The commander of the region where the attack occurred, U.S. Army Maj. Gen. Rick Lynch, offered details of the ambush Wednesday, portraying the attackers as coordinated, swift and brutally effective.

Lynch said two Humvees were attacked after they had set up position, guarded by rolls of razor wire, near a crater caused by previous bombs. The blast site, on a road about 12 miles west of Mahmoudiya, had become a favorite spot for insurgents to plant new bombs.

There were additional soldiers at a patrol base about 1,500 feet to the north, Lynch said.

Evidence indicated that the attackers used hand grenades and other hand-held explosives, and converged from several directions, he said.

Drag marks leading to tire tracks on the ground showed that the missing men were pulled from the area of the Humvees to vehicles about 45 feet away.

Among the questions the military was looking to answer was whether two Humvees were sufficient to guarantee the troops' protection and whether the patrol had taken necessary precautions.

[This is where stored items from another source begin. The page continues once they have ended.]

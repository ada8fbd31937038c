//! Connection dispatch: list eligible targets or launch a client for one.

use std::borrow::Cow;
use std::fmt;
use std::path::Path;
use std::process::Command;

use tracing::{debug, error, info};

use crate::client::InventoryClient;
use crate::domain::builder::DefaultTables;
use crate::domain::inventory::Inventory;
use crate::domain::types::{Node, Service, ServiceType};
use crate::error::{ConnectError, ConnectResult};

/// Which kind of target a tool connects to. Chosen once, by the binary.
#[derive(Debug, Clone, Copy, PartialEq, Eq)]
pub enum ConnectionKind {
    Database,
    Ssh,
}

impl ConnectionKind {
    /// Map an executable name (`db_connect`, `ssh_connect`, with or without
    /// a directory or a `.py`/`.exe` suffix) to its kind.
    pub fn from_program_name(program: &str) -> ConnectResult<Self> {
        let stem = Path::new(program)
            .file_name()
            .and_then(|n| n.to_str())
            .unwrap_or_default();
        let stem = stem
            .strip_suffix(".py")
            .or_else(|| stem.strip_suffix(".exe"))
            .unwrap_or(stem);

        match stem {
            "db_connect" => Ok(ConnectionKind::Database),
            "ssh_connect" => Ok(ConnectionKind::Ssh),
            _ => Err(ConnectError::fatal("unknown connection type")),
        }
    }

    pub fn as_str(&self) -> &'static str {
        match self {
            ConnectionKind::Database => "dbc",
            ConnectionKind::Ssh => "ssh",
        }
    }
}

impl fmt::Display for ConnectionKind {
    fn fmt(&self, f: &mut fmt::Formatter<'_>) -> fmt::Result {
        f.write_str(self.as_str())
    }
}

#[derive(Debug, Clone, Copy, PartialEq, Eq)]
pub enum Action {
    List,
    Connect,
}

/// One listed connection, rendered as `name key=value ...`.
#[derive(Debug, Clone, PartialEq, Eq)]
pub struct Descriptor {
    pub name: String,
    pub fields: Vec<(&'static str, String)>,
}

impl Descriptor {
    fn new(name: &str) -> Self {
        Self {
            name: name.to_string(),
            fields: Vec::new(),
        }
    }

    fn field(mut self, key: &'static str, value: impl ToString) -> Self {
        self.fields.push((key, value.to_string()));
        self
    }

    fn optional(self, key: &'static str, value: Option<&str>) -> Self {
        self.field(key, value.unwrap_or("-"))
    }
}

impl fmt::Display for Descriptor {
    fn fmt(&self, f: &mut fmt::Formatter<'_>) -> fmt::Result {
        f.write_str(&self.name)?;
        for (key, value) in &self.fields {
            write!(f, " {key}={value}")?;
        }
        Ok(())
    }
}

/// A finished client session.
#[derive(Debug, Clone, PartialEq, Eq)]
pub struct Connection {
    pub target: String,
    pub argv: Vec<String>,
    pub exit_code: Option<i32>,
}

#[derive(Debug, Clone, PartialEq, Eq)]
pub enum Resolution {
    Listed(Vec<Descriptor>),
    Connected(Connection),
}

/// Runs the external client and waits for it.
pub trait CommandRunner {
    fn run(&self, argv: &[String]) -> ConnectResult<Option<i32>>;
}

/// Inherits the terminal; the exit status is returned, not interpreted.
pub struct SystemRunner;

impl CommandRunner for SystemRunner {
    fn run(&self, argv: &[String]) -> ConnectResult<Option<i32>> {
        let (program, args) = argv
            .split_first()
            .ok_or_else(|| ConnectError::Command("empty command".into()))?;

        let status = Command::new(program)
            .args(args)
            .status()
            .map_err(|source| ConnectError::Spawn {
                program: program.clone(),
                source,
            })?;
        Ok(status.code())
    }
}

pub struct Dispatcher<C, R> {
    inventory: Inventory<C>,
    runner: R,
    standardise: bool,
    server_node_name: String,
}

impl<C: InventoryClient, R: CommandRunner> Dispatcher<C, R> {
    pub fn new(inventory: Inventory<C>, runner: R, server_node_name: &str) -> Self {
        Self {
            inventory,
            runner,
            standardise: false,
            server_node_name: server_node_name.to_string(),
        }
    }

    /// List services under their owning node's name.
    pub fn with_standardised_naming(mut self, standardise: bool) -> Self {
        self.standardise = standardise;
        self
    }

    pub fn inventory(&self) -> &Inventory<C> {
        &self.inventory
    }

    pub fn runner(&self) -> &R {
        &self.runner
    }

    /// List every eligible target, or connect to the first one named
    /// `target`.
    ///
    /// `extra_args` are appended to the command line as-is; each token must
    /// already be shell-quoted (see [`quote_args`]).
    pub fn resolve(
        &mut self,
        kind: ConnectionKind,
        target: Option<&str>,
        action: Action,
        extra_args: &[String],
    ) -> ConnectResult<Resolution> {
        match action {
            Action::List => self.list(kind).map(Resolution::Listed),
            Action::Connect => self
                .connect(kind, target, extra_args)
                .map(Resolution::Connected),
        }
    }

    pub fn list(&mut self, kind: ConnectionKind) -> ConnectResult<Vec<Descriptor>> {
        match kind {
            ConnectionKind::Ssh => self.list_nodes(),
            ConnectionKind::Database => self.list_services(),
        }
    }

    /// Launch a client for the first entity named `target` and wait for it.
    /// An empty target fails before the inventory is touched.
    pub fn connect(
        &mut self,
        kind: ConnectionKind,
        target: Option<&str>,
        extra_args: &[String],
    ) -> ConnectResult<Connection> {
        let Some(target) = target.filter(|t| !t.is_empty()) else {
            return Err(ConnectError::fatal(format!(
                "Unable to use an empty target for {kind} connections"
            )));
        };
        let command = match kind {
            ConnectionKind::Ssh => self.node_command(target)?,
            ConnectionKind::Database => self.service_command(target)?,
        };
        self.launch(target, command, extra_args)
    }

    fn is_excluded_node(&self, node: &Node) -> bool {
        !node.node_type.is_ssh_addressable() || node.name == self.server_node_name
    }

    fn is_excluded_service(&self, service: &Service) -> bool {
        service.name.starts_with(&self.server_node_name)
    }

    fn list_nodes(&mut self) -> ConnectResult<Vec<Descriptor>> {
        let nodes = self.inventory.nodes()?;
        let mut listed = Vec::new();
        for node in nodes.values() {
            debug!(node = %node.name, id = %node.id, "processing node");
            if self.is_excluded_node(node) {
                info!(node = %node.name, node_type = %node.node_type, "ignoring node");
                continue;
            }
            listed.push(
                Descriptor::new(&node.name)
                    .field("address", &node.address)
                    .field("port", node.port)
                    .optional("distro", node.distro.as_deref())
                    .optional("environment", node.environment.as_deref()),
            );
        }
        Ok(listed)
    }

    fn list_services(&mut self) -> ConnectResult<Vec<Descriptor>> {
        let services = self.inventory.services()?;
        let mut listed = Vec::new();
        for service in services.values() {
            debug!(service = %service.name, id = %service.id, "processing service");
            if self.is_excluded_service(service) {
                info!(service = %service.name, service_type = %service.service_type, "ignoring service");
                continue;
            }
            match self.service_descriptor(service) {
                Ok(descriptor) => listed.push(descriptor),
                Err(e) => error!(service = %service.name, error = %e, "unexpected data for service"),
            }
        }
        Ok(listed)
    }

    fn service_descriptor(&self, service: &Service) -> ConnectResult<Descriptor> {
        let node = service.node()?;
        let name = if self.standardise { &node.name } else { &service.name };
        Ok(Descriptor::new(name)
            .field("address", service.address()?)
            .field("port", service.port)
            .optional("distro", node.distro.as_deref())
            .optional("environment", node.environment.as_deref())
            .field("service", &service.service_type)
            .optional("cluster", service.cluster.as_deref()))
    }

    fn node_command(&mut self, target: &str) -> ConnectResult<String> {
        let nodes = self.inventory.nodes()?;
        let node = nodes
            .values()
            .filter(|node| !self.is_excluded_node(node))
            .find(|node| node.name == target)
            .ok_or_else(|| ConnectError::TargetNotFound(target.to_string()))?;
        ssh_command(node)
    }

    fn service_command(&mut self, target: &str) -> ConnectResult<String> {
        let services = self.inventory.services()?;
        let service = services
            .values()
            .filter(|service| !self.is_excluded_service(service))
            .find(|service| {
                service.name == target || service.host_name().is_ok_and(|host| host == target)
            })
            .ok_or_else(|| ConnectError::TargetNotFound(target.to_string()))?;
        database_command(service, self.inventory.defaults())
    }

    fn launch(
        &self,
        target: &str,
        mut command: String,
        extra_args: &[String],
    ) -> ConnectResult<Connection> {
        if !extra_args.is_empty() {
            command.push(' ');
            command.push_str(&extra_args.join(" "));
        }
        debug!(command = %command, "connecting");

        let argv = shlex::split(&command)
            .filter(|argv| !argv.is_empty())
            .ok_or_else(|| ConnectError::Command(command.clone()))?;
        let exit_code = self.runner.run(&argv)?;
        debug!(?exit_code, "client exited");

        Ok(Connection {
            target: target.to_string(),
            argv,
            exit_code,
        })
    }
}

fn quote(value: &str) -> ConnectResult<Cow<'_, str>> {
    shlex::try_quote(value).map_err(|e| ConnectError::Command(format!("{value:?}: {e}")))
}

/// Shell-quote each user-supplied token so it survives as exactly one
/// argument when appended to a command line.
pub fn quote_args(args: &[String]) -> ConnectResult<Vec<String>> {
    args.iter()
        .map(|arg| -> ConnectResult<String> {
            let quoted = quote(arg)?.into_owned();
            debug!(input = %arg, sanitised = %quoted, "sanitised argument");
            Ok(quoted)
        })
        .collect()
}

pub fn ssh_command(node: &Node) -> ConnectResult<String> {
    Ok(format!("ssh {} -p {}", quote(&node.address)?, node.port))
}

/// The command line for a joined Service: `connect_cmd` when set (with
/// `{address}`, `{port}` and `{name}` filled in), otherwise the type's
/// default client with its connection flags.
pub fn database_command(service: &Service, defaults: &DefaultTables) -> ConnectResult<String> {
    let address = quote(service.address()?)?;
    let name = service.host_name()?;
    let port = service.port;

    if let Some(template) = &service.connect_cmd {
        return Ok(template
            .replace("{address}", &address)
            .replace("{port}", &port.to_string())
            .replace("{name}", &quote(name)?));
    }

    let program = defaults
        .command(service.service_type.as_str())
        .ok_or_else(|| ConnectError::UnsupportedService(service.service_type.to_string()))?;
    let program = quote(program)?;

    match service.service_type {
        ServiceType::Mysql => Ok(format!(
            "{program} --host={address} --port={port} --skip-auto-rehash --comments \
             --safe-updates --connect-timeout=10 --prompt={}",
            quote(&format!("{name} \\d> "))?
        )),
        ServiceType::Postgresql => Ok(format!(
            "{program} --host={address} --port={port} --set=PROMPT1={}",
            quote(&format!("{name} %/%R%# "))?
        )),
        ServiceType::Mongodb => Ok(format!("{program} --host {address} --port {port}")),
        ServiceType::Ssh => Ok(format!("{program} {address} -p {port}")),
        ServiceType::Other(ref other) => Err(ConnectError::UnsupportedService(other.clone())),
    }
}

Lt. Col. Randy A. Martin, a military spokesman, did not disclose the number of detainees suspected of having links to the attack, saying they were among 679 people being held for questioning.

At a news conference on the base Wednesday, Lt. Col. Paul Fitzpatrick, a division spokesman, said searchers were operating under the presumption that the missing were alive, “and are either under the control of extremists or, possibly, may be attempting to evade. Either way, our premise is that we assume they are alive unless proven otherwise.”